Lisa Dennison is the chairman of Sotheby's North and South America. She was previously the director of the Solomon R. Guggenheim Museum in New York City. She became director in 2005 and resigned in 2007 to work at the auction house Sotheby's, where she is now Chairperson.

==Early life and education==
Dennison grew up in New Jersey and attended Wellesley College, earning a Bachelor of Arts degree in Art History and French in 1975. She also attended Brown University, receiving a Master of Arts degree in Art History there in 1978.

==Career==
Dennison first worked at the Guggenheim as a summer intern of Wellesley College in 1973; in 1978 she began working there independently. She worked as an exhibition coordinator, assistant curator, and deputy director and chief curator. In 2003 she was a candidate for the position of director of the Whitney Museum, but the position went to Adam D. Weinberg.
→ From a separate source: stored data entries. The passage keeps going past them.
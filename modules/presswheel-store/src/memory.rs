//! MemoryStore: in-memory implementation of every storage seam.
//! Same conditional-write semantics as PgStore; no database required.

use std::sync::atomic::{AtomicBool, Ordering};
use std::sync::Mutex;

use anyhow::{bail, Result};
use async_trait::async_trait;
use chrono::{DateTime, NaiveDate, Utc};

use presswheel_common::{NewArtifact, RecentArtifact, TopicLock, VersionedWheel, WheelState};

use crate::traits::{ArtifactStore, TopicLockStore, WheelStore};

#[derive(Default)]
pub struct MemoryStore {
    wheel: Mutex<Option<VersionedWheel>>,
    locks: Mutex<Vec<TopicLock>>,
    artifacts: Mutex<Vec<RecentArtifact>>,
    fail_wheel: AtomicBool,
    fail_locks: AtomicBool,
}

impl MemoryStore {
    pub fn new() -> Self {
        Self::default()
    }

    /// Seed a persisted cursor as if a previous run had committed it.
    pub fn with_wheel(self, state: WheelState) -> Self {
        *self.wheel.lock().unwrap() = Some(VersionedWheel { state, version: 1 });
        self
    }

    pub fn with_lock(self, lock: TopicLock) -> Self {
        self.locks.lock().unwrap().push(lock);
        self
    }

    pub fn with_artifact(self, artifact: RecentArtifact) -> Self {
        self.artifacts.lock().unwrap().push(artifact);
        self
    }

    /// Make every wheel_state read/write fail.
    pub fn fail_wheel(&self, fail: bool) {
        self.fail_wheel.store(fail, Ordering::SeqCst);
    }

    /// Make every topic_locks read/write fail.
    pub fn fail_locks(&self, fail: bool) {
        self.fail_locks.store(fail, Ordering::SeqCst);
    }

    // --- Test assertions ---

    pub fn wheel(&self) -> Option<VersionedWheel> {
        self.wheel.lock().unwrap().clone()
    }

    pub fn locks(&self) -> Vec<TopicLock> {
        self.locks.lock().unwrap().clone()
    }

    pub fn artifacts(&self) -> Vec<RecentArtifact> {
        self.artifacts.lock().unwrap().clone()
    }
}

#[async_trait]
impl WheelStore for MemoryStore {
    async fn load_wheel(&self) -> Result<Option<VersionedWheel>> {
        if self.fail_wheel.load(Ordering::SeqCst) {
            bail!("MemoryStore: wheel_state unavailable");
        }
        Ok(self.wheel.lock().unwrap().clone())
    }

    async fn save_wheel(&self, state: &WheelState, expected_version: Option<i64>) -> Result<bool> {
        if self.fail_wheel.load(Ordering::SeqCst) {
            bail!("MemoryStore: wheel_state unavailable");
        }
        let mut wheel = self.wheel.lock().unwrap();
        let current = wheel.as_ref().map(|w| w.version);
        if current != expected_version {
            return Ok(false);
        }
        *wheel = Some(VersionedWheel {
            state: state.clone(),
            version: current.map_or(1, |v| v + 1),
        });
        Ok(true)
    }
}

#[async_trait]
impl TopicLockStore for MemoryStore {
    async fn find_active_lock(
        &self,
        topic_hash: &str,
        cutoff: NaiveDate,
    ) -> Result<Option<TopicLock>> {
        if self.fail_locks.load(Ordering::SeqCst) {
            bail!("MemoryStore: topic_locks unavailable");
        }
        Ok(self
            .locks
            .lock()
            .unwrap()
            .iter()
            .filter(|l| l.topic_hash == topic_hash && l.date >= cutoff)
            .max_by_key(|l| l.created_at)
            .cloned())
    }

    async fn create_lock(&self, lock: &TopicLock, cutoff: NaiveDate) -> Result<bool> {
        if self.fail_locks.load(Ordering::SeqCst) {
            bail!("MemoryStore: topic_locks unavailable");
        }
        let mut locks = self.locks.lock().unwrap();
        let blocked = locks.iter().any(|l| {
            l.topic_hash == lock.topic_hash && (l.date >= cutoff || l.date == lock.date)
        });
        if blocked {
            return Ok(false);
        }
        locks.push(lock.clone());
        Ok(true)
    }
}

#[async_trait]
impl ArtifactStore for MemoryStore {
    async fn recent_artifacts(
        &self,
        since: DateTime<Utc>,
        limit: usize,
        published_only: bool,
    ) -> Result<Vec<RecentArtifact>> {
        let mut rows: Vec<RecentArtifact> = self
            .artifacts
            .lock()
            .unwrap()
            .iter()
            .filter(|a| a.created_at >= since && (!published_only || a.published))
            .cloned()
            .collect();
        rows.sort_by(|a, b| b.created_at.cmp(&a.created_at));
        rows.truncate(limit);
        Ok(rows)
    }

    async fn insert_artifact(&self, artifact: &NewArtifact) -> Result<()> {
        let mut artifacts = self.artifacts.lock().unwrap();
        if artifacts.iter().any(|a| a.id == artifact.id) {
            bail!("MemoryStore: duplicate artifact id {}", artifact.id);
        }
        artifacts.push(artifact.as_recent());
        Ok(())
    }

    async fn unpublish(&self, ids: &[String]) -> Result<u64> {
        let mut changed = 0;
        for a in self.artifacts.lock().unwrap().iter_mut() {
            if a.published && ids.contains(&a.id) {
                a.published = false;
                changed += 1;
            }
        }
        Ok(changed)
    }
}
In October 2005, Dennison became the director of the Guggenheim Museum and replaced seventeen-year director Thomas Krens, as the director of the Solomon R. Guggenheim Foundation. She was also approached by the Los Angeles County Museum of Art and the Cleveland Museum of Art to serve as a director there.

As director of the Guggenheim, Dennison organized 35 shows, one of which was a traveling exhibition of 125 works in the Guggenheim’s collection.